Task to complete
Exactly the lines starting at the line containing "fn subscribe(&self, subscriber: Box<dyn" and ending at the line containing "last signal observed." are to be written out from the listing below, both included.

--------

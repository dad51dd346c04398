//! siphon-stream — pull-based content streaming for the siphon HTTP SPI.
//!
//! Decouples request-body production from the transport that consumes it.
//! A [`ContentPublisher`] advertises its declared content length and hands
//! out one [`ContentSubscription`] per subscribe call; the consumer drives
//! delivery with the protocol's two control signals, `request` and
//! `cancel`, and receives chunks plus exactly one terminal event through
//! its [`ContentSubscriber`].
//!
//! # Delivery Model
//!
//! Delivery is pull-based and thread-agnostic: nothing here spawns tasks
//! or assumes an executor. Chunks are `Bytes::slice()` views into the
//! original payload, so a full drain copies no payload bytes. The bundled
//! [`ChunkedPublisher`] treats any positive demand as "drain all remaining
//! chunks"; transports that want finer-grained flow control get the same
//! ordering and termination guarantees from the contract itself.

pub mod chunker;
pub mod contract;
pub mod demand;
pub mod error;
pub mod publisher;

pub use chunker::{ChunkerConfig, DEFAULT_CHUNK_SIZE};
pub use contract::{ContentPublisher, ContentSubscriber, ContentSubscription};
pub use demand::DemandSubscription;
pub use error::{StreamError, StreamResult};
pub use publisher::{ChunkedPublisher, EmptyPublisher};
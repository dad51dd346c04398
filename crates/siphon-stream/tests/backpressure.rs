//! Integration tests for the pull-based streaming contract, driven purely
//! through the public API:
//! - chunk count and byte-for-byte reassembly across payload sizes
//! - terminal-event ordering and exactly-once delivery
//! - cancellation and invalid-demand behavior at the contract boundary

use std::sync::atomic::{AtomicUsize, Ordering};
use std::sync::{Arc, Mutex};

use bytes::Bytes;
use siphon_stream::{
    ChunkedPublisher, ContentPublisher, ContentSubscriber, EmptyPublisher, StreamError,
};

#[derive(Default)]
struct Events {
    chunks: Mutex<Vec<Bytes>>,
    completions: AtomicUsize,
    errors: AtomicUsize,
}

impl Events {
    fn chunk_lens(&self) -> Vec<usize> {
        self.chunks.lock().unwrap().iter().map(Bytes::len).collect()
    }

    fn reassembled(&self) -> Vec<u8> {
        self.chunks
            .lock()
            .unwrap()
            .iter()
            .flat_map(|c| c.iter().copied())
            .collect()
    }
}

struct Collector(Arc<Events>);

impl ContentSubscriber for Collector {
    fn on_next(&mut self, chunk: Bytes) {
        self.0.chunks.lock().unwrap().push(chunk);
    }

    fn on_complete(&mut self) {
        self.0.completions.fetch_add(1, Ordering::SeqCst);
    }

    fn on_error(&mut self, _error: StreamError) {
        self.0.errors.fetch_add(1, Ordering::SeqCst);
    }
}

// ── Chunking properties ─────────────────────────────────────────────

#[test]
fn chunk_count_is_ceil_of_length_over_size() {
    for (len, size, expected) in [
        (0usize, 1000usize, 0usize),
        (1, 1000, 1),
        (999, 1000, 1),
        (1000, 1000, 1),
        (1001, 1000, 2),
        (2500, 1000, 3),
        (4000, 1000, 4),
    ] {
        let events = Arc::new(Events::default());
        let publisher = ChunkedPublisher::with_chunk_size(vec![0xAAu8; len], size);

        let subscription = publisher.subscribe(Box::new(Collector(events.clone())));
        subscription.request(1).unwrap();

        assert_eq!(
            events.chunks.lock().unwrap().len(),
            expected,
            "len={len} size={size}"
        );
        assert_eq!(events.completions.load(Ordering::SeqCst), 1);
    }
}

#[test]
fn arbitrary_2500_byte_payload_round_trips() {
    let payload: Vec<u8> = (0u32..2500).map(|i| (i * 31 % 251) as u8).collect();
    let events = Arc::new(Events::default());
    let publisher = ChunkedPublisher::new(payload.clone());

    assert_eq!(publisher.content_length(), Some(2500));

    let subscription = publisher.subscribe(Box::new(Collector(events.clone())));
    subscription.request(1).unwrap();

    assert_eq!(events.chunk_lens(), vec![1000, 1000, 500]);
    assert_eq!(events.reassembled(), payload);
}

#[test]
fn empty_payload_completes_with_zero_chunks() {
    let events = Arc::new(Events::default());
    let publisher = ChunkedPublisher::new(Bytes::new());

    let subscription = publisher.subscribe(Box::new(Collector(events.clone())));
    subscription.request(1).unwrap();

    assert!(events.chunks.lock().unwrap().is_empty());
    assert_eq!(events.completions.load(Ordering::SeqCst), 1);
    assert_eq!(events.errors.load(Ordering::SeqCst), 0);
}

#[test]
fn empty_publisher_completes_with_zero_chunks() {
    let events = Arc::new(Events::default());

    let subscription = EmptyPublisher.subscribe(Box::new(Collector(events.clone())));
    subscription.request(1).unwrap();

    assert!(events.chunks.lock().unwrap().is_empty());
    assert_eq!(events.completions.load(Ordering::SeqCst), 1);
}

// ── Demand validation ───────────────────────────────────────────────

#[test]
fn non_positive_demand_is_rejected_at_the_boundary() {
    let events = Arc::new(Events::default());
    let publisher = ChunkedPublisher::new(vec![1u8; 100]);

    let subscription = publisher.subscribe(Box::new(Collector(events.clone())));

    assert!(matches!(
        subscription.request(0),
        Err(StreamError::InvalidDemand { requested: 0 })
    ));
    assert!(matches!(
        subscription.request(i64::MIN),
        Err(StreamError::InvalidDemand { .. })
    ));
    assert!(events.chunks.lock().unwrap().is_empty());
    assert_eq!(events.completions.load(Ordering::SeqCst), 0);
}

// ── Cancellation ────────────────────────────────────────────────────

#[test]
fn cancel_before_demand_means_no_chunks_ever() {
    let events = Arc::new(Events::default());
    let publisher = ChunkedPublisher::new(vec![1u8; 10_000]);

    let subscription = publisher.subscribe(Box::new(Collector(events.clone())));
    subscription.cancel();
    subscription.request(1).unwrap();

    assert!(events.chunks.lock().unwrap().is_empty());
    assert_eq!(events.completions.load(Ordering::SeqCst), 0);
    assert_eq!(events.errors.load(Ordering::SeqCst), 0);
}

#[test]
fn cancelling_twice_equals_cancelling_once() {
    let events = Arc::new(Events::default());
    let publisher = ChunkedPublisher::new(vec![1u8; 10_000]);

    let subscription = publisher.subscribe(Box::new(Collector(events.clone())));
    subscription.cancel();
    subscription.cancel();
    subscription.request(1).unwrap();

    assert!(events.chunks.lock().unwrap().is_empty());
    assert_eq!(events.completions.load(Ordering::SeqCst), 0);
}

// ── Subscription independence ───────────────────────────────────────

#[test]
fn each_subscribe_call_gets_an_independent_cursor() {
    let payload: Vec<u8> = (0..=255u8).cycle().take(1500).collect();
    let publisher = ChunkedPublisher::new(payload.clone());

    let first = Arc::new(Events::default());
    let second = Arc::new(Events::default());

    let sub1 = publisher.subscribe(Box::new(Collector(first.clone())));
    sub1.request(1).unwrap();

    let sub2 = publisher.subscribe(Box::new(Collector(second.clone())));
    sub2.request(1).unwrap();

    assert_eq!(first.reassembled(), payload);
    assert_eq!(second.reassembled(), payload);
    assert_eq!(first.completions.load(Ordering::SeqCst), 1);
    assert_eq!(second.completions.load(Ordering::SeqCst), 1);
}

--------

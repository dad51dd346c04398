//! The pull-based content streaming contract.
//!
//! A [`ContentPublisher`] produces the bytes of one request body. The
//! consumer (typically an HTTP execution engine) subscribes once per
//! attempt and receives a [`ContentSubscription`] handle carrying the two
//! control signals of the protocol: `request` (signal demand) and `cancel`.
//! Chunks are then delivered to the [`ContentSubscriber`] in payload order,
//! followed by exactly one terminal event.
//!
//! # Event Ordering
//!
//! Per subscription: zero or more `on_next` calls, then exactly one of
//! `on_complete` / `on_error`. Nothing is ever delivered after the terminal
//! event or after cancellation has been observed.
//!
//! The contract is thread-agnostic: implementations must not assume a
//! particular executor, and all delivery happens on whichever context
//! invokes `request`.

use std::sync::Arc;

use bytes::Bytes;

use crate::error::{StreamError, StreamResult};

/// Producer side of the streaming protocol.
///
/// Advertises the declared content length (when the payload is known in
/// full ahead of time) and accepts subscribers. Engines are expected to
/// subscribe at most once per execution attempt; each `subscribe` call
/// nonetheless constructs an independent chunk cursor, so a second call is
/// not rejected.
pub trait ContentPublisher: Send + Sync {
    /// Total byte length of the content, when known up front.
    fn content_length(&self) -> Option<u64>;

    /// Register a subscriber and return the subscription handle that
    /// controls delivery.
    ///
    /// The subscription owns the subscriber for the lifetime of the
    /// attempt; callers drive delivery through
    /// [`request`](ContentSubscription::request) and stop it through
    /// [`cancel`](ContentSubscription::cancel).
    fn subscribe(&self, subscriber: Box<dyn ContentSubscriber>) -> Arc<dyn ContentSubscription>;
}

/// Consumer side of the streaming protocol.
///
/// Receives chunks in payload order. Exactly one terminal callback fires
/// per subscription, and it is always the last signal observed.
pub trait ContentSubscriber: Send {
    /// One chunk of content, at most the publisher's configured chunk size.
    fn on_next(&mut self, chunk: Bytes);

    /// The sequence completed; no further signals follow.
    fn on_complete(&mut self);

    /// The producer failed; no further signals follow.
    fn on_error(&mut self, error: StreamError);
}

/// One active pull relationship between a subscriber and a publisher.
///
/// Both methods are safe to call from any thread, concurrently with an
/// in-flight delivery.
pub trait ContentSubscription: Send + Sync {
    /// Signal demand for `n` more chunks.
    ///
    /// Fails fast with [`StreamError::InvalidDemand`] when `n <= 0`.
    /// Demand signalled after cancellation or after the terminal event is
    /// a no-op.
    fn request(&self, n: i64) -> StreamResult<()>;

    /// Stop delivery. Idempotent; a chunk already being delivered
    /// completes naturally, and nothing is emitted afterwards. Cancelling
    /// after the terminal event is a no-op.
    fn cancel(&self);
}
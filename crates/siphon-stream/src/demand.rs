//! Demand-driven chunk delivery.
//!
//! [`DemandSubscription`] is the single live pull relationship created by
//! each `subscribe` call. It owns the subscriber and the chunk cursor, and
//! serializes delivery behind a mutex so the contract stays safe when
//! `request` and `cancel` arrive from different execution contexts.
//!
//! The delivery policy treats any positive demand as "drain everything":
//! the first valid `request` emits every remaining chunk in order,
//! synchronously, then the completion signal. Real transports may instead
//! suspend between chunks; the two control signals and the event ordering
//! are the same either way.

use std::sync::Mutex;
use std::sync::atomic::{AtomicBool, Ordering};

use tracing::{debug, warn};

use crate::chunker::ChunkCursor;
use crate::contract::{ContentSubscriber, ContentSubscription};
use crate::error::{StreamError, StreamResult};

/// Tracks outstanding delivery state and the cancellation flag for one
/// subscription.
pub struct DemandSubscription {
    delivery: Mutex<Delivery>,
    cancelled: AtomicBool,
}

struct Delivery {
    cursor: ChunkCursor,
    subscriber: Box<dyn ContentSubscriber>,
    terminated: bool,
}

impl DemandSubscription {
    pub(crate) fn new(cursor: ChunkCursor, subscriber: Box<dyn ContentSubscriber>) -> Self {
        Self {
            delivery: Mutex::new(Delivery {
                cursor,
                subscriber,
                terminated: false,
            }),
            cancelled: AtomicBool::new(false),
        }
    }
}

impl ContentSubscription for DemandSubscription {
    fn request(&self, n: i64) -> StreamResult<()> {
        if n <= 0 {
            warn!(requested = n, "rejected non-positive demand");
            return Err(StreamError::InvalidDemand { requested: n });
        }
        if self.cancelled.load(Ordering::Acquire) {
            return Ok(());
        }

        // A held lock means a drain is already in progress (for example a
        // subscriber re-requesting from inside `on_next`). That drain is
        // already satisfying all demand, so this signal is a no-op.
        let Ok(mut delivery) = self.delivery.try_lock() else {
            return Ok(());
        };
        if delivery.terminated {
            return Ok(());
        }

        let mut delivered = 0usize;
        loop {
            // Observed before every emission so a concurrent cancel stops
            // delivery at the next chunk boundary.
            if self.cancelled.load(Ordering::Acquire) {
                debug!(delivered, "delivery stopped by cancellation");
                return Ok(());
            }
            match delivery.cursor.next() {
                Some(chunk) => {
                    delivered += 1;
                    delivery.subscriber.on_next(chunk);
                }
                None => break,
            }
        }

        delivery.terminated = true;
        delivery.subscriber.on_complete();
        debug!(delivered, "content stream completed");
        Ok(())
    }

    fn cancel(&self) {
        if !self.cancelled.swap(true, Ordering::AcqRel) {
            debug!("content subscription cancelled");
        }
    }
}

--------

Response to the exercise
    fn subscribe(&self, subscriber: Box<dyn ContentSubscriber>) -> Arc<dyn ContentSubscription>;
}

/// Consumer side of the streaming protocol.
///
/// Receives chunks in payload order. Exactly one terminal callback fires
/// per subscription, and it is always the last signal observed.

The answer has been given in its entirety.